Don’t be surprised if your consultant walks into a meeting on all fours! Well, maybe not your consultant but their helper in training. SAGIN has put the word “Care” into consulting. Over the past four years our consultants have participated in the early adoption and training of assist dogs. Ed Wierman, a Director in our Chicago office, has pioneered the effort to work with the KSDS program in Washington, Kansas. KSDS is a non-profit which has helped train and deploy assist service dogs for over 25 years placing over 500 assistance teams. KSDS provides guide and service dogs to people in need of assistance.
The program begins with a puppy that is carefully screened and assigned to their new adoptive parent for a period of 18 months. Ed Wierman has served as an adoptive parent/trainer for three dogs in the program. Dogs are to live and socialize with their new parent. This means going to work with them and everywhere else they go, be it an office, plane, train, etc.
These dogs are amazing and provide a vital service to those in need of assistance who are challenged with everyday tasks we take for granted.
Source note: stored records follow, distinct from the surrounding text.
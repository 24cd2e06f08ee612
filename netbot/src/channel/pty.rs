//! PTY channel for interactive device sessions.

use std::time::Duration;

use bytes::Bytes;
use log::trace;
use regex::bytes::Regex;
use russh::client::Msg;
use russh::{Channel, ChannelMsg};

use super::buffer::PatternBuffer;
use crate::error::{ChannelError, Result};

/// Default number of trailing bytes searched for a prompt.
pub const DEFAULT_SEARCH_DEPTH: usize = 1000;

/// Interactive shell channel with prompt-driven reads.
///
/// Wraps a russh session channel and accumulates its output in a
/// [`PatternBuffer`] until the caller's prompt pattern shows up.
pub struct PtyChannel {
    channel: Channel<Msg>,
    buffer: PatternBuffer,
}

impl PtyChannel {
    /// Wrap an opened shell channel.
    pub fn new(channel: Channel<Msg>, search_depth: usize) -> Self {
        Self {
            channel,
            buffer: PatternBuffer::new(search_depth),
        }
    }

    /// Send one line of input.
    pub async fn send(&mut self, input: &str) -> Result<()> {
        trace!("send: {:?}", input);
        let line = format!("{input}\n");
        self.channel
            .data(line.as_bytes())
            .await
            .map_err(ChannelError::Ssh)?;
        Ok(())
    }

    /// Read until `pattern` matches the tail of the output.
    ///
    /// Returns everything read since the previous match, prompt included.
    pub async fn read_until_pattern(&mut self, pattern: &Regex, timeout: Duration) -> Result<Bytes> {
        let deadline = tokio::time::Instant::now() + timeout;

        loop {
            if self.buffer.tail_contains(pattern) {
                return Ok(self.buffer.take());
            }

            let msg = tokio::time::timeout_at(deadline, self.channel.wait())
                .await
                .map_err(|_| ChannelError::PatternTimeout(timeout))?;

            match msg {
                Some(ChannelMsg::Data { data }) => self.buffer.extend(&data),
                Some(ChannelMsg::ExtendedData { data, .. }) => self.buffer.extend(&data),
                Some(ChannelMsg::Eof | ChannelMsg::Close) | None => {
                    return Err(ChannelError::Closed.into());
                }
                Some(_) => {}
            }
        }
    }

    /// Close the channel.
    pub async fn close(self) -> Result<()> {
        self.channel.close().await.map_err(ChannelError::Ssh)?;
        Ok(())
    }
}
Guide dogs are specially trained dogs to provide mobility assistance for individuals who are blind or visually impaired to travel safely from one place to another. They do this by navigating sidewalks, finding curbs and stairs, crossing streets safely, and avoiding obstacles including hanging ones. Service dogs are specially trained to provide assistance to people with physical disabilities, from individuals who use wheelchairs for mobility to those requiring a steady four-legged partner to balance them as they walk.
Some of their skills include retrieving dropped or selected items, assisting in dressing and undressing, pulling wheelchairs, bracing for balance or transfers, turning lights on and off, and opening and closing a variety of different types of doors.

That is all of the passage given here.